What needs to be done: From the first line of the records through the line containing "use async_trait::async_trait;", retype every line exactly and nothing else.

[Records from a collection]
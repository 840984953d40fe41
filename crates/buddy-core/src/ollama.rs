//! Ollama adapters for the embedding and generation collaborators.
//!
//! Both talk to Ollama's native JSON API (`/api/embed`, `/api/generate`)
//! without streaming.

use crate::error::BuddyCoreError;
use crate::provider::{Embedder, Generator};
use async_trait::async_trait;
use buddy_config::{EmbeddingConfig, GenerationConfig};
use log::debug;
use serde::{Deserialize, Serialize};
use std::time::Duration;

const CONNECT_TIMEOUT: Duration = Duration::from_secs(10);

#[derive(Serialize)]
struct EmbedRequest<'a> {
    model: &'a str,
    input: &'a str,
}

#[derive(Deserialize)]
struct EmbedResponse {
    embeddings: Vec<Vec<f32>>,
}

#[derive(Serialize)]
struct GenerateRequest<'a> {
    model: &'a str,
    prompt: &'a str,
    stream: bool,
}

#[derive(Deserialize)]
struct GenerateResponse {
    response: String,
}

/// Embedder backed by an Ollama server.
#[derive(Debug, Clone)]
pub struct OllamaEmbedder {
    client: reqwest::Client,
    base_url: String,
    model: String,
}

impl OllamaEmbedder {
    /// Create an embedder for `model` served at `base_url`.
    pub fn new(
        base_url: &str,
        model: impl Into<String>,
        timeout: Duration,
    ) -> Result<Self, BuddyCoreError> {
        let client = build_client(timeout).map_err(BuddyCoreError::Embedding)?;
        Ok(Self {
            client,
            base_url: normalize_base_url(base_url),
            model: model.into(),
        })
    }

    /// Create an embedder from the `embedding` config block.
    pub fn from_config(config: &EmbeddingConfig) -> Result<Self, BuddyCoreError> {
        Self::new(
            &config.base_url,
            config.model.clone(),
            Duration::from_secs(config.timeout_secs),
        )
    }

    pub fn base_url(&self) -> &str {
        &self.base_url
    }
}

#[async_trait]
impl Embedder for OllamaEmbedder {
    fn model_name(&self) -> &str {
        &self.model
    }

    async fn embed(&self, text: &str) -> Result<Vec<f32>, BuddyCoreError> {
        let url = format!("{}/api/embed", self.base_url);
        debug!(
            "requesting embedding (model={}, text_len={})",
            self.model,
            text.len()
        );
        let response = self
            .client
            .post(&url)
            .json(&EmbedRequest {
                model: &self.model,
                input: text,
            })
            .send()
            .await
            .map_err(|err| BuddyCoreError::Embedding(format!("request to {url} failed: {err}")))?;

        let status = response.status();
        if !status.is_success() {
            let body = response
                .text()
                .await
                .unwrap_or_else(|_| "<unreadable>".to_string());
            return Err(BuddyCoreError::Embedding(format!(
                "{url} returned {status}: {body}"
            )));
        }

        let body: EmbedResponse = response.json().await.map_err(|err| {
            BuddyCoreError::Embedding(format!("failed to parse embed response: {err}"))
        })?;
        body.embeddings
            .into_iter()
            .next()
            .ok_or_else(|| BuddyCoreError::Embedding("embed response had no vectors".to_string()))
    }
}

/// Generator backed by an Ollama server.
#[derive(Debug, Clone)]
pub struct OllamaGenerator {
    client: reqwest::Client,
    base_url: String,
    model: String,
}

impl OllamaGenerator {
    /// Create a generator for `model` served at `base_url`.
    pub fn new(
        base_url: &str,
        model: impl Into<String>,
        timeout: Duration,
    ) -> Result<Self, BuddyCoreError> {
        let client = build_client(timeout).map_err(BuddyCoreError::Generation)?;
        Ok(Self {
            client,
            base_url: normalize_base_url(base_url),
            model: model.into(),
        })
    }

    /// Create a generator from the `generation` config block.
    pub fn from_config(config: &GenerationConfig) -> Result<Self, BuddyCoreError> {
        Self::new(
            &config.base_url,
            config.model.clone(),
            Duration::from_secs(config.timeout_secs),
        )
    }

    pub fn base_url(&self) -> &str {
        &self.base_url
    }
}

#[async_trait]
impl Generator for OllamaGenerator {
    fn model_name(&self) -> &str {
        &self.model
    }

    async fn generate(&self, prompt: &str) -> Result<String, BuddyCoreError> {
        let url = format!("{}/api/generate", self.base_url);
        debug!(
            "requesting generation (model={}, prompt_len={})",
            self.model,
            prompt.len()
        );
        let response = self
            .client
            .post(&url)
            .json(&GenerateRequest {
                model: &self.model,
                prompt,
                stream: false,
            })
            .send()
            .await
            .map_err(|err| {
                BuddyCoreError::Generation(format!("request to {url} failed: {err}"))
            })?;

        let status = response.status();
        if !status.is_success() {
            let body = response
                .text()
                .await
                .unwrap_or_else(|_| "<unreadable>".to_string());
            return Err(BuddyCoreError::Generation(format!(
                "{url} returned {status}: {body}"
            )));
        }

        let body: GenerateResponse = response.json().await.map_err(|err| {
            BuddyCoreError::Generation(format!("failed to parse generate response: {err}"))
        })?;
        Ok(body.response)
    }
}

fn build_client(timeout: Duration) -> Result<reqwest::Client, String> {
    reqwest::Client::builder()
        .connect_timeout(CONNECT_TIMEOUT.min(timeout))
        .timeout(timeout)
        .build()
        .map_err(|err| format!("failed to build HTTP client: {err}"))
}

/// Strip trailing slashes so paths join cleanly.
fn normalize_base_url(base_url: &str) -> String {
    base_url.trim_end_matches('/').to_string()
}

Solution:
repository 840984953d40fe41
filename crates/buddy-core/src/ollama.rs
//! Ollama adapters for the embedding and generation collaborators.
//!
//! Both talk to Ollama's native JSON API (`/api/embed`, `/api/generate`)
//! without streaming.

use crate::error::BuddyCoreError;
use crate::provider::{Embedder, Generator};
use async_trait::async_trait;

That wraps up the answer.